A BOY OF five, after suffering a heart-wound, doesn’t rant and rail at the heavens. A boy of five plays the hand he’s dealt, and if it kills him, oh well, and if it doesn’t, what do ya know? The strongest suit in Jamey Van Zandt’s hand was his nature. The weakest was his luck. An example of both:
When Jamey was born, his head was seventeen inches in circumference. The opening in his mother’s pelvis was not. Debbie needed an emergency C-section to deliver him and days of rest afterward. Baby and mother were separated. In the hospital nursery, Jamey contracted staph boils, which were treated with sulfa drugs to which Jamey proved allergic. He ended up in Intensive Care. Prolonged separation delayed lactation. By the time mother and child were reunited it was impossible for Debbie to breastfeed her son. This was Jamey’s luck. He grew into a big, happy, resentment-free lug of a baby anyway. This was his nature. Jamey’s was not the sort of heart that cried out, Where are the breasts that I deserve? His was the sort that said, Bottle? Cool. Formula? Yum! From birth Jamey was blessed, despite his wretched luck, with a nature easily pleased by the world within his reach. If the kid in the backyard next door had a twenty-dollar action figure with kung-fu grip, fully articulated joints, and power-action waist, and Jamey had an old wet dishrag, Jamey set to work exploring the properties of his wet rag, inventing a personality for it, interacting and teasing and yucking it up with it till the neighbor kid would be pleading to trade his action figure for Jamey’s rag.

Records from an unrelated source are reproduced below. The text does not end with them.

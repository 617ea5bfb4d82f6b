//! Shared helpers for the integration tests

use pagelift::config::{Config, ExtractorConfig, OutputConfig, ServiceConfig};
use pagelift::{OutputKind, PageSelector, RunOptions};
use serde_json::{json, Value};

/// Creates a test configuration pointing both services at mock servers
pub fn test_config(crawl_api_url: &str, kb_api_url: &str, output_dir: &str) -> Config {
    Config {
        crawl_api: ServiceConfig {
            api_url: format!("{}/v1/scrape", crawl_api_url),
            api_key: "test-crawl-key".to_string(),
        },
        knowledge_base: ServiceConfig {
            api_url: kb_api_url.to_string(),
            api_key: "test-kb-key".to_string(),
        },
        output: OutputConfig {
            dir: output_dir.to_string(),
        },
        extractor: ExtractorConfig::default(),
    }
}

/// Creates run options for a crawl-only range run with no pacing delay
pub fn crawl_only_options(base_url: &str, start: u64, end: u64) -> RunOptions {
    RunOptions {
        base_url: base_url.to_string(),
        selector: PageSelector::from_range(start, end).unwrap(),
        output_kind: OutputKind::Markdown,
        doc_id: None,
        knowledge_base: None,
        skip_upload: true,
        wait_min: 0.0,
        wait_max: 0.0,
    }
}

/// Creates run options for a full crawl-and-upload range run
pub fn upload_options(base_url: &str, start: u64, end: u64) -> RunOptions {
    RunOptions {
        base_url: base_url.to_string(),
        selector: PageSelector::from_range(start, end).unwrap(),
        output_kind: OutputKind::Markdown,
        doc_id: Some("doc".to_string()),
        knowledge_base: Some("articles".to_string()),
        skip_upload: false,
        wait_min: 0.0,
        wait_max: 0.0,
    }
}

/// Builds a successful scrape response body with markdown content
pub fn scrape_markdown_body(markdown: &str) -> Value {
    json!({
        "success": true,
        "data": {
            "markdown": markdown,
            "metadata": { "title": "Test Page | Example Site" }
        }
    })
}

/// Builds a successful scrape response body with HTML content
pub fn scrape_html_body(html: &str, title: &str) -> Value {
    json!({
        "success": true,
        "data": {
            "html": html,
            "metadata": { "title": title }
        }
    })
}
//! Knowledge-base integration
//!
//! Structured REST client for the retrieval store plus the per-page upload
//! coordinator with its raw-HTTP fallback.

mod client;
mod uploader;

pub use client::{Dataset, Document, DocumentMetadata, KbClient};
pub use uploader::{UploadOutcome, UploadStatus, Uploader};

Another of Jamey’s strong suits: indefatigability. An invaluable asset for a lad destined for a life in the arts. An example: Jamey loved to crawl as an infant and became unusually proficient at it—so proficient that, long after other kids his age were walking, he took no particular interest in uprightness. Jamey was fifteen months old and his parents, Debbie and Jon, feared he was developmentally disabled in some way before he began to experiment with walking. But his experiments met with an odd setback: vertical toddling struck little Jamey as hilarious. Trying to convey a toy across a room by placing one tiny foot in front of the other when, on his hands and knees, he could nearly carry his mother on his back, made him laugh so hard he’d lose his balance, teeter into walls and furniture, bang his knees, hips, head, fall on his ass, laugh hysterically, stand back up, leg it into more crashes, and laugh even harder. When neighbors and relatives witnessed his hilarity-sabotaged toddling, word spread and small crowds would convene, soon laughing so hard that the future thespian experienced an early love of his ability to amuse an audience.
One morning during his Walk, Crash, and Laugh phase Jamey sat down on the floor, fell silent, and after a few minutes began to cry—a nearly unheard-of act for this ebullient little person. When Debbie tried to figure out why, the toddler could articulate nothing, but the crying grew so inconsolable that she took him to an emergency room. The problem was a hernia. Jamey underwent surgery that night. The operation left a seven-inch scar reaching from his groin’s ground zero to his right hip bone. The surgeon warned Jamey’s parents that it would be days before he tried to walk and that it would hurt like hell when he did. But this was where his indefatigability kicked in: on Jamey’s first night home from the hospital, Jon woke to an eerie sound in the bedside crib, wakened Debbie, and in the glow of the night-light they beheld their son gripping the crib rail in his chubby fist as he staggered back and forth like King Lear in his late madness, cheeks streaked with tears, belly shaking with laughter. Even in pain, two-leggèd locomotion continued to strike Jamey as a scream.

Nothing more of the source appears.